* YOUR INSTRUCTIONS
The entries below are to be written out again without alteration.

* LISTED ENTRIES
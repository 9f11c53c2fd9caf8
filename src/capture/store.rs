//! Capture-state store
//!
//! Persists one boolean per (version, creature) in a SQLite database and
//! fans toggles out to every registered UI surface sharing the key.
//!
//! Key scheme: exactly one, applied uniformly — `"{version}:{creature_id}"`,
//! global per creature with no location component. A creature caught once in
//! a version is caught everywhere that version shows it, so popup rows and
//! list rows always agree.
//!
//! Broadcast goes through an explicit registry (key → surface handles), not
//! a scan of the rendered tree: `toggle` flips the checked and dimmed state
//! of every bound surface synchronously before returning. The view reads
//! surface states back when it rebuilds.

use std::collections::HashMap;
use std::path::PathBuf;

use chrono::Utc;
use rusqlite::{Connection, Result as SqlResult};

use crate::data::model::Version;

/// Compose the storage key for a (version, creature) pair.
pub fn capture_key(version: Version, creature_id: &str) -> String {
    format!("{}:{}", version.key(), creature_id)
}

/// Handle to one rendered checkbox surface (a popup row or a list row).
pub type SurfaceId = u64;

/// Render state of one bound surface: the checkbox indicator and the paired
/// row-dimming effect.
#[derive(Debug, Clone, Copy, PartialEq, Eq, Default)]
pub struct SurfaceState {
    pub checked: bool,
    pub dimmed: bool,
}

/// The capture-flag store: SQLite persistence, an in-memory cache so render
/// never blocks on the database, and the broadcast registry.
pub struct CaptureStore {
    conn: Connection,
    db_path: PathBuf,
    /// key → caught, loaded once at open and kept current by `toggle`.
    cache: HashMap<String, bool>,
    /// key → surfaces currently bound to it.
    registry: HashMap<String, Vec<SurfaceId>>,
    surfaces: HashMap<SurfaceId, SurfaceState>,
    next_surface: SurfaceId,
}

impl CaptureStore {
    /// Open the store at its platform data path:
    /// - Linux: ~/.local/share/dex-atlas/captures.db
    /// - macOS: ~/Library/Application Support/dex-atlas/captures.db
    /// - Windows: %APPDATA%\dex-atlas\captures.db
    pub fn new() -> SqlResult<Self> {
        let db_path = Self::get_db_path();

        // Ensure the parent directory exists
        if let Some(parent) = db_path.parent() {
            std::fs::create_dir_all(parent)
                .expect("Failed to create application data directory");
        }

        let conn = Connection::open(&db_path)?;
        println!("📁 Capture database at: {}", db_path.display());

        Self::from_connection(conn, db_path)
    }

    /// Open the store over an arbitrary connection (tests use temp files).
    pub fn from_connection(conn: Connection, db_path: PathBuf) -> SqlResult<Self> {
        let mut store = CaptureStore {
            conn,
            db_path,
            cache: HashMap::new(),
            registry: HashMap::new(),
            surfaces: HashMap::new(),
            next_surface: 0,
        };
        store.init_schema()?;
        store.load_cache()?;
        Ok(store)
    }

    /// Get the path where the database should be stored
    fn get_db_path() -> PathBuf {
        let mut path = dirs::data_dir()
            .or_else(|| dirs::home_dir())
            .expect("Could not determine user data directory");

        path.push("dex-atlas");
        path.push("captures.db");
        path
    }

    /// Initialize the database schema.
    fn init_schema(&mut self) -> SqlResult<()> {
        self.conn.execute(
            "CREATE TABLE IF NOT EXISTS captures (
                key         TEXT PRIMARY KEY,
                caught      INTEGER NOT NULL DEFAULT 0
            )",
            [],
        )?;

        // Add caught_at column if it doesn't exist (for existing databases)
        // This is safe - if the column exists, the ALTER is silently ignored
        let _ = self
            .conn
            .execute("ALTER TABLE captures ADD COLUMN caught_at TEXT", []);

        Ok(())
    }

    /// Load every persisted flag into the cache.
    fn load_cache(&mut self) -> SqlResult<()> {
        let mut stmt = self.conn.prepare("SELECT key, caught FROM captures")?;
        let rows = stmt.query_map([], |row| {
            Ok((row.get::<_, String>(0)?, row.get::<_, i64>(1)? != 0))
        })?;

        let mut cache = HashMap::new();
        for row in rows {
            let (key, caught) = row?;
            cache.insert(key, caught);
        }
        drop(stmt);
        self.cache = cache;

        Ok(())
    }

    /// Whether a key is currently marked caught.
    pub fn is_caught(&self, key: &str) -> bool {
        self.cache.get(key).copied().unwrap_or(false)
    }

    /// Number of creatures marked caught in a version.
    pub fn caught_count(&self, version: Version) -> usize {
        let prefix = format!("{}:", version.key());
        self.cache
            .iter()
            .filter(|(key, &caught)| caught && key.starts_with(&prefix))
            .count()
    }

    /// Persist a toggle and broadcast it to every bound surface.
    ///
    /// Idempotent: toggling the same value twice leaves exactly one row. A
    /// storage write failure is logged and ignored (the in-memory state and
    /// the broadcast still go through).
    pub fn toggle(&mut self, key: &str, caught: bool) {
        let caught_at: Option<String> = caught.then(|| Utc::now().to_rfc3339());

        let result = self.conn.execute(
            "INSERT INTO captures (key, caught, caught_at) VALUES (?1, ?2, ?3)
             ON CONFLICT(key) DO UPDATE SET caught = ?2, caught_at = ?3",
            rusqlite::params![key, caught as i64, caught_at],
        );
        if let Err(e) = result {
            eprintln!("⚠️  Failed to persist capture flag {}: {:?}", key, e);
        }

        self.cache.insert(key.to_string(), caught);
        self.broadcast(key, caught);
    }

    /// Read a flag straight from the database, bypassing the cache.
    /// Round-trip checks and fresh loads go through here.
    pub fn persisted(&self, key: &str) -> SqlResult<Option<bool>> {
        let mut stmt = self
            .conn
            .prepare("SELECT caught FROM captures WHERE key = ?1")?;
        let mut rows = stmt.query_map([key], |row| row.get::<_, i64>(0))?;
        match rows.next() {
            Some(value) => Ok(Some(value? != 0)),
            None => Ok(None),
        }
    }

    // ========== Surface registry ==========

    /// Bind a new UI surface to a key. The surface starts out reflecting the
    /// current flag.
    pub fn register_surface(&mut self, key: &str) -> SurfaceId {
        let id = self.next_surface;
        self.next_surface += 1;

        let caught = self.is_caught(key);
        self.surfaces.insert(
            id,
            SurfaceState {
                checked: caught,
                dimmed: caught,
            },
        );
        self.registry.entry(key.to_string()).or_default().push(id);
        id
    }

    /// Drop every binding; called when the view is rebuilt from scratch.
    pub fn clear_surfaces(&mut self) {
        self.registry.clear();
        self.surfaces.clear();
    }

    pub fn surface(&self, id: SurfaceId) -> SurfaceState {
        self.surfaces.get(&id).copied().unwrap_or_default()
    }

    /// Fan a toggle out to every surface bound to the key, synchronously.
    /// Only the registry is walked, never the whole rendered tree.
    fn broadcast(&mut self, key: &str, caught: bool) {
        let Some(ids) = self.registry.get(key) else {
            return;
        };
        for id in ids {
            if let Some(state) = self.surfaces.get_mut(id) {
                state.checked = caught;
                state.dimmed = caught;
            }
        }
    }
}

impl std::fmt::Debug for CaptureStore {
    fn fmt(&self, f: &mut std::fmt::Formatter<'_>) -> std::fmt::Result {
        f.debug_struct("CaptureStore")
            .field("db_path", &self.db_path)
            .field("flags", &self.cache.len())
            .field("surfaces", &self.surfaces.len())
            .finish()
    }
}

* TASK ANSWER
repository 9f11c53c2fd9caf8
filename src/capture/store.rs
//! Capture-state store
//!
//! Persists one boolean per (version, creature) in a SQLite database and
//! fans toggles out to every registered UI surface sharing the key.
//!
//! Key scheme: exactly one, applied uniformly — `"{version}:{creature_id}"`,
//! global per creature with no location component. A creature caught once in
//! a version is caught everywhere that version shows it, so popup rows and
//! list rows always agree.
//!
//! Broadcast goes through an explicit registry (key → surface handles), not
//! a scan of the rendered tree: `toggle` flips the checked and dimmed state
//! of every bound surface synchronously before returning. The view reads
//! surface states back when it rebuilds.

use std::collections::HashMap;
use std::path::PathBuf;

use chrono::Utc;
use rusqlite::{Connection, Result as SqlResult};

use crate::data::model::Version;

/// Compose the storage key for a (version, creature) pair.
pub fn capture_key(version: Version, creature_id: &str) -> String {
    format!("{}:{}", version.key(), creature_id)
}

/// Handle to one rendered checkbox surface (a popup row or a list row).
pub type SurfaceId = u64;

/// Render state of one bound surface: the checkbox indicator and the paired
/// row-dimming effect.
#[derive(Debug, Clone, Copy, PartialEq, Eq, Default)]
pub struct SurfaceState {
    pub checked: bool,
    pub dimmed: bool,
}

/// The capture-flag store: SQLite persistence, an in-memory cache so render
/// never blocks on the database, and the broadcast registry.
pub struct CaptureStore {
    conn: Connection,
    db_path: PathBuf,
    /// key → caught, loaded once at open and kept current by `toggle`.
    cache: HashMap<String, bool>,
    /// key → surfaces currently bound to it.
    registry: HashMap<String, Vec<SurfaceId>>,
    surfaces: HashMap<SurfaceId, SurfaceState>,
    next_surface: SurfaceId,
}

impl CaptureStore {
    /// Open the store at its platform data path:
    /// - Linux: ~/.local/share/dex-atlas/captures.db
    /// - macOS: ~/Library/Application Support/dex-atlas/captures.db
    /// - Windows: %APPDATA%\dex-atlas\captures.db
    pub fn new() -> SqlResult<Self> {
        let db_path = Self::get_db_path();

        // Ensure the parent directory exists
        if let Some(parent) = db_path.parent() {
            std::fs::create_dir_all(parent)
                .expect("Failed to create application data directory");
        }

        let conn = Connection::open(&db_path)?;
        println!("📁 Capture database at: {}", db_path.display());

        Self::from_connection(conn, db_path)
    }

    /// Open the store over an arbitrary connection (tests use temp files).
    pub fn from_connection(conn: Connection, db_path: PathBuf) -> SqlResult<Self> {
        let mut store = CaptureStore {
            conn,
            db_path,
            cache: HashMap::new(),
            registry: HashMap::new(),
            surfaces: HashMap::new(),
            next_surface: 0,
        };
        store.init_schema()?;
        store.load_cache()?;
        Ok(store)
    }

    /// Get the path where the database should be stored
    fn get_db_path() -> PathBuf {
        let mut path = dirs::data_dir()
            .or_else(|| dirs::home_dir())
            .expect("Could not determine user data directory");

        path.push("dex-atlas");
        path.push("captures.db");
        path
    }

    /// Initialize the database schema.
    fn init_schema(&mut self) -> SqlResult<()> {
        self.conn.execute(
            "CREATE TABLE IF NOT EXISTS captures (
                key         TEXT PRIMARY KEY,
                caught      INTEGER NOT NULL DEFAULT 0
            )",
            [],
        )?;

        // Add caught_at column if it doesn't exist (for existing databases)
        // This is safe - if the column exists, the ALTER is silently ignored
        let _ = self
            .conn
            .execute("ALTER TABLE captures ADD COLUMN caught_at TEXT", []);

        Ok(())
    }

    /// Load every persisted flag into the cache.
    fn load_cache(&mut self) -> SqlResult<()> {
        let mut stmt = self.conn.prepare("SELECT key, caught FROM captures")?;
        let rows = stmt.query_map([], |row| {
            Ok((row.get::<_, String>(0)?, row.get::<_, i64>(1)? != 0))
        })?;

        let mut cache = HashMap::new();
        for row in rows {
            let (key, caught) = row?;
            cache.insert(key, caught);
        }
        drop(stmt);
        self.cache = cache;

        Ok(())
    }

    /// Whether a key is currently marked caught.
    pub fn is_caught(&self, key: &str) -> bool {
        self.cache.get(key).copied().unwrap_or(false)
    }

    /// Number of creatures marked caught in a version.
    pub fn caught_count(&self, version: Version) -> usize {
        let prefix = format!("{}:", version.key());
        self.cache
            .iter()
            .filter(|(key, &caught)| caught && key.starts_with(&prefix))
            .count()
    }

    /// Persist a toggle and broadcast it to every bound surface.
    ///
    /// Idempotent: toggling the same value twice leaves exactly one row. A
    /// storage write failure is logged and ignored (the in-memory state and
    /// the broadcast still go through).
    pub fn toggle(&mut self, key: &str, caught: bool) {
        let caught_at: Option<String> = caught.then(|| Utc::now().to_rfc3339());

        let result = self.conn.execute(
            "INSERT INTO captures (key, caught, caught_at) VALUES (?1, ?2, ?3)
             ON CONFLICT(key) DO UPDATE SET caught = ?2, caught_at = ?3",
            rusqlite::params![key, caught as i64, caught_at],
        );
        if let Err(e) = result {
            eprintln!("⚠️  Failed to persist capture flag {}: {:?}", key, e);
        }

        self.cache.insert(key.to_string(), caught);
        self.broadcast(key, caught);
    }

    /// Read a flag straight from the database, bypassing the cache.
    /// Round-trip checks and fresh loads go through here.
    pub fn persisted(&self, key: &str) -> SqlResult<Option<bool>> {
        let mut stmt = self
            .conn
            .prepare("SELECT caught FROM captures WHERE key = ?1")?;
        let mut rows = stmt.query_map([key], |row| row.get::<_, i64>(0))?;
        match rows.next() {
            Some(value) => Ok(Some(value? != 0)),
            None => Ok(None),
        }
    }

    // ========== Surface registry ==========

    /// Bind a new UI surface to a key. The surface starts out reflecting the
    /// current flag.
    pub fn register_surface(&mut self, key: &str) -> SurfaceId {
        let id = self.next_surface;
        self.next_surface += 1;

        let caught = self.is_caught(key);
        self.surfaces.insert(
            id,
            SurfaceState {
                checked: caught,
                dimmed: caught,
            },
        );
        self.registry.entry(key.to_string()).or_default().push(id);
        id
    }

    /// Drop every binding; called when the view is rebuilt from scratch.
    pub fn clear_surfaces(&mut self) {
        self.registry.clear();
        self.surfaces.clear();
    }

    pub fn surface(&self, id: SurfaceId) -> SurfaceState {
        self.surfaces.get(&id).copied().unwrap_or_default()
    }

    /// Fan a toggle out to every surface bound to the key, synchronously.
    /// Only the registry is walked, never the whole rendered tree.
    fn broadcast(&mut self, key: &str, caught: bool) {
        let Some(ids) = self.registry.get(key) else {
            return;
        };
        for id in ids {
            if let Some(state) = self.surfaces.get_mut(id) {
                state.checked = caught;
                state.dimmed = caught;
            }
        }
    }
}

impl std::fmt::Debug for CaptureStore {
    fn fmt(&self, f: &mut std::fmt::Formatter<'_>) -> std::fmt::Result {
        f.debug_struct("CaptureStore")
            .field("db_path", &self.db_path)
            .field("flags", &self.cache.len())
            .field("surfaces", &self.surfaces.len())
            .finish()
    }
}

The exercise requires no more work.